I'm not sure how people define practical or feasible, but I think a lot of PhDs are solutions looking for problems. For example, when I talk with a lot of PhDs in signal processing, the types of signals that they're working with aren't very important in the real world. When you ask a student about this, (s)he will normally say these types of signals aren't important yet, but could be in the future. Furthermore, highly used signal processing areas, like image processing, are extremely mature and the cost of even a small change to a standard is enormous.

It looks like I've happened upon a similar situation, where the portion of the system I'm working with is not the research bottleneck. When someone actually gets a good idea of the research bottleneck, the solution could drastically change. The returns are so marginal on this portion of the system that I'm not convinced it is worth the time right now.

ijenn said...

Hah. It's a little the same with my project- I'm working on a project that is similar to one pursued with a previous graduate student, and I think by all accounts the results I (eventually) obtain will be similar to the results already garnered. So I am looking for other aspects which might make it more interesting- and those things are there, they're just not obvious. Or even obviously helpful, and certainly not world-changing- but I'm still coming to grips with that. Because of course I came to grad school because I wanted to change the world. If I look at that more pessimistically, am I letting myself down? heh...

alison said...

Maybe a better way to phrase the question would have been "by not practical", do you mean "not feasible" or "not useful"? (Sounds like it's the latter. Could be worse. :/)

Dan Gagner said...

As a public school teacher I could talk until I was blue in the face regarding pure science. A lot of things can be understood and explored if one knows about 5 major scientific principles intimately. Try to tell that to administration who wants stuff put into kids so they can later color in the right dots on a state test.
The broad concepts are important. The practical later fills itself in. Is this at all related to your dilemma? If so then the problem starts at a very early age.

oogRobot said...

The main criteria for a PhD are "substantial" and "original", and practicality isn't critical. While the central idea was extremely novel (and feasible), I think it was just that - novel, and not ever going to be useful. I would prefer to work with something that might at least be useful.

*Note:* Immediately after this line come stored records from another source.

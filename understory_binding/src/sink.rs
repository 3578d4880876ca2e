// Copyright 2025 the Understory Authors
// SPDX-License-Identifier: Apache-2.0 OR MIT

//! Reporting of listener failures.
//!
//! A panic inside a listener never aborts delivery. It is caught, turned into a
//! [`ListenerFailure`] and handed to the [`ListenerErrorSink`] of the property
//! that was delivering; the next listener then runs as if nothing happened.

use core::fmt;
use std::any::Any;
use std::panic::{self, AssertUnwindSafe};
use std::thread::{self, ThreadId};

use crate::listener::ListenerKind;

/// A listener that panicked during delivery.
#[derive(Clone, Debug)]
pub struct ListenerFailure {
    /// Kind of the listener that panicked.
    pub kind: ListenerKind,
    /// Thread on which the delivery was running.
    pub thread_id: ThreadId,
    /// Name of that thread, if it has one.
    pub thread_name: Option<String>,
    /// The panic message, or a placeholder for non-string payloads.
    pub message: String,
}

impl ListenerFailure {
    fn from_panic(kind: ListenerKind, payload: &(dyn Any + Send)) -> Self {
        let message = if let Some(message) = payload.downcast_ref::<&'static str>() {
            (*message).to_owned()
        } else if let Some(message) = payload.downcast_ref::<String>() {
            message.clone()
        } else {
            "<non-string panic payload>".to_owned()
        };
        let current = thread::current();
        Self {
            kind,
            thread_id: current.id(),
            thread_name: current.name().map(ToOwned::to_owned),
            message,
        }
    }
}

impl fmt::Display for ListenerFailure {
    fn fmt(&self, f: &mut fmt::Formatter<'_>) -> fmt::Result {
        write!(
            f,
            "{:?} listener panicked on thread {}: {}",
            self.kind,
            self.thread_name.as_deref().unwrap_or("<unnamed>"),
            self.message
        )
    }
}

/// Receives listener panics.
///
/// Closures taking a [`ListenerFailure`] implement this trait.
pub trait ListenerErrorSink: Send + Sync {
    /// Called once per panicking listener invocation.
    fn listener_failed(&self, failure: ListenerFailure);
}

impl<F> ListenerErrorSink for F
where
    F: Fn(ListenerFailure) + Send + Sync,
{
    #[inline]
    fn listener_failed(&self, failure: ListenerFailure) {
        self(failure);
    }
}

/// Default sink: reports failures through `tracing` at error level.
#[derive(Copy, Clone, Debug, Default)]
pub struct TracingSink;

impl ListenerErrorSink for TracingSink {
    fn listener_failed(&self, failure: ListenerFailure) {
        tracing::error!(
            kind = ?failure.kind,
            thread = ?failure.thread_id,
            thread_name = failure.thread_name.as_deref().unwrap_or("<unnamed>"),
            "listener panicked: {}",
            failure.message
        );
    }
}

/// Runs one listener invocation, routing a panic to `sink`.
pub(crate) fn isolate(kind: ListenerKind, sink: &dyn ListenerErrorSink, invoke: impl FnOnce()) {
    if let Err(payload) = panic::catch_unwind(AssertUnwindSafe(invoke)) {
        sink.listener_failed(ListenerFailure::from_panic(kind, &*payload));
    }
}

I think there are a lot more surprises with a science PhD than an engineering one - i.e. scientists research a topic, and it isn't clear what is actually going on. Engineers tend to care about how to create what is going on, rather than create a model which explains the black box of an unknown system. At least with the engineering work I've since, the central hypotheses are more along the lines of "Device/technique X can perform application A, which could never be done before as far as we know," or "Device/technique X can be used to perform application A more efficiently than device/technique Y by Z% when the two are compared with metric M."